After making Yaacobi’s chicken paprikash, a dish of chicken legs and thighs simmered in a paprika-heavy sauce, Kadosh offers an updated take on the dish, cooking the chicken sous-vide (vacuum sealed) and garnishing with beautifully cut vegetables.

The two dishes, and their creators, are photographed for an upcoming cookbook. Itzik’s dish is packed up, where it will be sold at the Tel Aviv farmers’ market. He says he wants to donate the proceeds from the sale to Shorashim.

“The idea is to take Holocaust survivors and have them meet the biggest chefs in Israel,” Tami Shachnaey, CEO of the Shorashim Group, said. “Many Holocaust survivors in Israel feel they have to choose between food and medicine.”

Shachnaey said that among the 200,000 Holocaust survivors still alive, about 50,000 live below the poverty line. The Shorashim Group organizes donations of large food packages to 1,150 elderly twice a year before Jewish holidays. The packages, which cost more than $100 to buy and weigh more than 50 pounds, include everything from chicken to fresh fruits and vegetables. Some 1,000 volunteers deliver the packages along with bouquets of flowers.

The organization also invites Holocaust survivors to partake in donated meals in restaurants, often as much for the companionship as for the food.

At another Jerusalem restaurant, the trendy Machneyuda in the outdoor fruit-and-vegetable market, Tzippi Kadosh (no relation to Chef Kadosh), who is 81, has come to show chef Uri Navon how to make stuffed wild artichokes, called harshuf in Hebrew. Kadosh came to Israel from Romania after the Holocaust.

She worked as a telephone operator and raised three children. Today she has six grandchildren and seven great-grandchildren.

“This is really Israeli food, not Romanian,” she said. “I hardly cook any more. My daughter asked me if I would even be able to remember the recipe.”

The wild artichoke stalks are soaked in saltwater to soften them, the thorns peeled off, and the stalks stuffed with a mixture of meat and rice. They are then simmered in a tomato-based sauce.

“It is a great honor for me to cook with her,” Navon, wearing a grey fedora, said with a smile. “Besides being a Holocaust survivor, she made me miss my grandmothers, both passed away. I used to love to cook with them, and she brought it back.”
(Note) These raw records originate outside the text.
/// Collector module
///
/// This module groups all logic responsible for:
/// - Bounding how many channels are fetched at once (gate)
/// - Paging through one channel's history (fetcher)
/// - Running one fetcher per channel and joining them (runner)
///
/// The collector layer sits between:
/// - A `MessageSource` (Discord REST, or a test double)
/// - The aggregator and archive store
///
/// Design notes:
/// - Platform-specific logic MUST NOT live here
/// - Fetchers share no mutable state; each reports only its outcome
pub mod fetcher;
pub mod gate;
pub mod runner;

use crate::schema::{Partition, RawItem};

use fetcher::FetchError;

/// Result of one channel fetcher.
///
/// A failed channel stays distinguishable from a channel that
/// was legitimately empty.
#[derive(Debug)]
pub enum PartitionOutcome {
    Collected {
        partition: Partition,
        items: Vec<RawItem>,
    },
    Failed {
        partition: Partition,
        error: FetchError,
    },
}

impl PartitionOutcome {
    pub fn partition(&self) -> &Partition {
        match self {
            PartitionOutcome::Collected { partition, .. } => partition,
            PartitionOutcome::Failed { partition, .. } => partition,
        }
    }

    pub fn is_failed(&self) -> bool {
        matches!(self, PartitionOutcome::Failed { .. })
    }
}
use std::sync::Arc;
use std::time::Duration;

use log::{debug, info, warn};
use thiserror::Error;
use tokio::time::{sleep, timeout};

use crate::{
    config::CollectorConfig,
    metrics::{METRICS, incr},
    schema::{Cursor, Partition, RawItem},
    source::{MessageSource, SourceError},
    util::backoff_delay,
};

/// Why a channel could not be collected.
#[derive(Error, Debug)]
pub enum FetchError {
    /// Non-retryable source failure, or retries exhausted
    #[error("{source} (after {attempts} attempt(s))")]
    Source {
        #[source]
        source: SourceError,
        attempts: u32,
    },

    /// Every attempt hit the per-page deadline
    #[error("page request timed out after {timeout:?} ({attempts} attempt(s))")]
    Timeout { timeout: Duration, attempts: u32 },

    /// The source returned a page that does not move past the cursor
    #[error("cursor stalled: page ended at {returned}, not after {cursor}")]
    CursorStalled { cursor: u64, returned: u64 },

    #[error("concurrency gate closed")]
    GateClosed,
}

/// Enumerates the full history of one channel, oldest-first.
///
/// PROTOCOL:
/// - Seed: first page from the very beginning
/// - Advance: next page strictly after the last item seen
/// - Terminate: on the first empty page
///
/// A transient failure of a page request is retried with backoff;
/// the cursor does not move until a page actually arrives, so a
/// retry can neither skip nor duplicate items. A page that does
/// not end past the cursor fails the channel instead of looping.
pub struct PartitionFetcher {
    source: Arc<dyn MessageSource>,
    cfg: CollectorConfig,
}

impl PartitionFetcher {
    pub fn new(source: Arc<dyn MessageSource>, cfg: CollectorConfig) -> Self {
        Self { source, cfg }
    }

    pub async fn fetch_all(&self, partition: &Partition) -> Result<Vec<RawItem>, FetchError> {
        let mut items: Vec<RawItem> = Vec::new();
        let mut cursor: Option<Cursor> = None;
        let progress_every = self.cfg.progress_every.max(1);

        loop {
            let page = self.fetch_page_with_retry(partition, cursor).await?;

            let Some(last) = page.last() else {
                break;
            };
            cursor = Some(Cursor::advance(cursor, last)?);

            let before = items.len();
            items.extend(page);

            METRICS
                .items_fetched
                .fetch_add(items.len() - before, std::sync::atomic::Ordering::Relaxed);

            if items.len() / progress_every > before / progress_every {
                info!("channel: {}, {} messages so far", partition.name, items.len());
            }
        }

        Ok(items)
    }

    /// One page request under a deadline, retried while the error
    /// is transient and the retry budget lasts.
    async fn fetch_page_with_retry(
        &self,
        partition: &Partition,
        cursor: Option<Cursor>,
    ) -> Result<Vec<RawItem>, FetchError> {
        let deadline = self.cfg.page_timeout();
        let mut attempt: u32 = 0;

        loop {
            let outcome = timeout(
                deadline,
                self.source.fetch_page(partition, cursor, self.cfg.page_size),
            )
            .await;

            let floor = match outcome {
                Ok(Ok(page)) => {
                    incr(&METRICS.pages_fetched);
                    return Ok(page);
                }

                Ok(Err(err)) if !err.is_transient() || attempt >= self.cfg.max_retries => {
                    return Err(FetchError::Source { source: err, attempts: attempt + 1 });
                }

                Err(_elapsed) if attempt >= self.cfg.max_retries => {
                    incr(&METRICS.page_timeouts);
                    return Err(FetchError::Timeout { timeout: deadline, attempts: attempt + 1 });
                }

                Ok(Err(err)) => {
                    warn!("channel {}: {} (attempt {})", partition.name, err, attempt + 1);
                    err.retry_after()
                }

                Err(_elapsed) => {
                    incr(&METRICS.page_timeouts);
                    warn!(
                        "channel {}: page request exceeded {:?} (attempt {})",
                        partition.name,
                        deadline,
                        attempt + 1
                    );
                    None
                }
            };

            let delay = backoff_delay(self.cfg.backoff_base(), attempt, floor);
            debug!("channel {}: retrying in {:?}", partition.name, delay);
            incr(&METRICS.page_retries);

            sleep(delay).await;
            attempt += 1;
        }
    }
}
His restaurant, Machneyuda, has become a hit in Jerusalem’s burgeoning culinary scene. It is booked for the next month for both lunch and dinner.

Navon said the artichoke dish is labor-intensive, but the flavor is worth it, and the dish is going on his menu.

“The minute Tzippi said harshuf, wild artichoke, I knew we’re going to do it, because it’s really old school,” Navon said. “You can’t find it in restaurants — only in homes. It’s something with a fingerprint.”

Navon said he is happy to donate his time and ingredients to Shorashim.

“It’s an amazing project and helps raise awareness that we still have Holocaust survivors in Israel,” he said. “They’re still part of the community, and we need to remember them.”

Linda Gradstein writes for The Media Line.